Here's some amusing pictures for ya. I laid out all of the cool onesies we have purchased on our own or received from friends who know our style and took some shots. Devlin s gonna look so cool in these:



I just get a kick out of these, even though he won't be able to wear most of them for a little bit. Maybe we should see if they have something like a onesie when we are at CrueFest.....

Be sure to check out Amy's blog by going here.

See ya ~

Monday, July 21, 2008

A House Full of Screaming Girls.....

.....and not in the way you might be thinking!

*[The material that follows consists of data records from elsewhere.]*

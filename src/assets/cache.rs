use std::path::{Path, PathBuf};
use std::sync::Arc;

use async_trait::async_trait;
use moka::future::Cache;

use crate::foundation::error::{WorldviewError, WorldviewResult};

/// Entries kept before the least recently used image is evicted.
pub const DEFAULT_IMAGE_CACHE_CAPACITY: u64 = 256;

/// Retrieves image bytes for a remote reference.
#[async_trait]
pub trait ImageFetcher: Send + Sync {
    async fn fetch(&self, url: &str) -> WorldviewResult<Vec<u8>>;
}

/// Reads `file://` URLs and plain paths, resolving relative ones against `root`.
#[derive(Clone, Debug)]
pub struct FsFetcher {
    root: PathBuf,
}

impl FsFetcher {
    pub fn new(root: impl Into<PathBuf>) -> Self {
        Self { root: root.into() }
    }

    fn resolve(&self, url: &str) -> WorldviewResult<PathBuf> {
        if url.starts_with("http://") || url.starts_with("https://") {
            return Err(WorldviewError::asset(format!(
                "remote url not supported by the filesystem fetcher: {url}"
            )));
        }
        let raw = url.strip_prefix("file://").unwrap_or(url);
        let path = Path::new(raw);
        Ok(if path.is_absolute() {
            path.to_path_buf()
        } else {
            self.root.join(path)
        })
    }
}

#[async_trait]
impl ImageFetcher for FsFetcher {
    async fn fetch(&self, url: &str) -> WorldviewResult<Vec<u8>> {
        let path = self.resolve(url)?;
        tokio::fs::read(&path)
            .await
            .map_err(|e| WorldviewError::asset(format!("read {}: {e}", path.display())))
    }
}

/// Bounded, shared image byte cache.
///
/// Lookups for a key that is already being fetched wait for that fetch instead of starting
/// another one.
#[derive(Clone, Debug)]
pub struct ImageCache {
    inner: Cache<String, Arc<Vec<u8>>>,
}

impl Default for ImageCache {
    fn default() -> Self {
        Self::new(DEFAULT_IMAGE_CACHE_CAPACITY)
    }
}

impl ImageCache {
    pub fn new(max_capacity: u64) -> Self {
        Self {
            inner: Cache::new(max_capacity),
        }
    }

    pub async fn get(&self, key: &str) -> Option<Arc<Vec<u8>>> {
        self.inner.get(key).await
    }

    pub async fn insert(&self, key: impl Into<String>, bytes: Vec<u8>) {
        self.inner.insert(key.into(), Arc::new(bytes)).await;
    }

    /// Cached bytes for `key`, fetching `url` on a miss.
    pub async fn get_or_fetch(
        &self,
        key: &str,
        url: &str,
        fetcher: &dyn ImageFetcher,
    ) -> WorldviewResult<Arc<Vec<u8>>> {
        self.inner
            .try_get_with(key.to_string(), async {
                tracing::debug!(key, url, "fetching image");
                fetcher.fetch(url).await.map(Arc::new)
            })
            .await
            .map_err(|e| WorldviewError::asset(format!("fetch image \"{key}\": {e}")))
    }

    pub fn entry_count(&self) -> u64 {
        self.inner.entry_count()
    }

    /// Apply pending evictions so `entry_count` is current.
    pub async fn sync(&self) {
        self.inner.run_pending_tasks().await;
    }
}

#[cfg(test)]
#[path = "../../tests/unit/assets/cache.rs"]
mod tests;
use super::*;

#[test]
fn weight_table_covers_every_hundred() {
    let expected = [
        (100, "Thin"),
        (200, "Extra Light"),
        (300, "Light"),
        (400, "Regular"),
        (500, "Medium"),
        (600, "Semi Bold"),
        (700, "Bold"),
        (800, "Extra Bold"),
        (900, "Black"),
    ];
    for (weight, style) in expected {
        assert_eq!(style_for_weight(weight), style, "weight {weight}");
    }
}

#[test]
fn unmapped_and_zero_weights_are_regular() {
    assert_eq!(style_for_weight(0), "Regular");
    assert_eq!(style_for_weight(450), "Regular");
    assert_eq!(style_for_weight(1000), "Regular");
}

#[test]
fn line_height_uses_unit_tag() {
    let auto: LineHeight = serde_json::from_str(r#"{"unit":"AUTO"}"#).unwrap();
    assert_eq!(auto, LineHeight::Auto);

    let px = serde_json::to_value(LineHeight::Pixels { value: 24.0 }).unwrap();
    assert_eq!(px, serde_json::json!({"unit": "PIXELS", "value": 24.0}));
}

This weekend we celebrated my daughter Sloan's 13th birthday. Her actual birthday was earlier in the month, but during the week, and since we also had to share the closest weekend with her mom, we decided to wait until this last weekend to do anything. We had bounced around ideas of miniature golf and other party ideas, but in the end she decided to have a day of BBQing at home. Squirt guns, BBQ, drinks, billiards, Guitar Hero contests.....and then most of the girls also stayed the night and were treated to Amy making everyone pancakes the next morning. Our friends Scott and Renee as well as Josh came over to entertain me and Amy while the girls took over the neighborhood.

Sunday was a nice lazy day that involved pretty much doing nothing. Lots of nap time!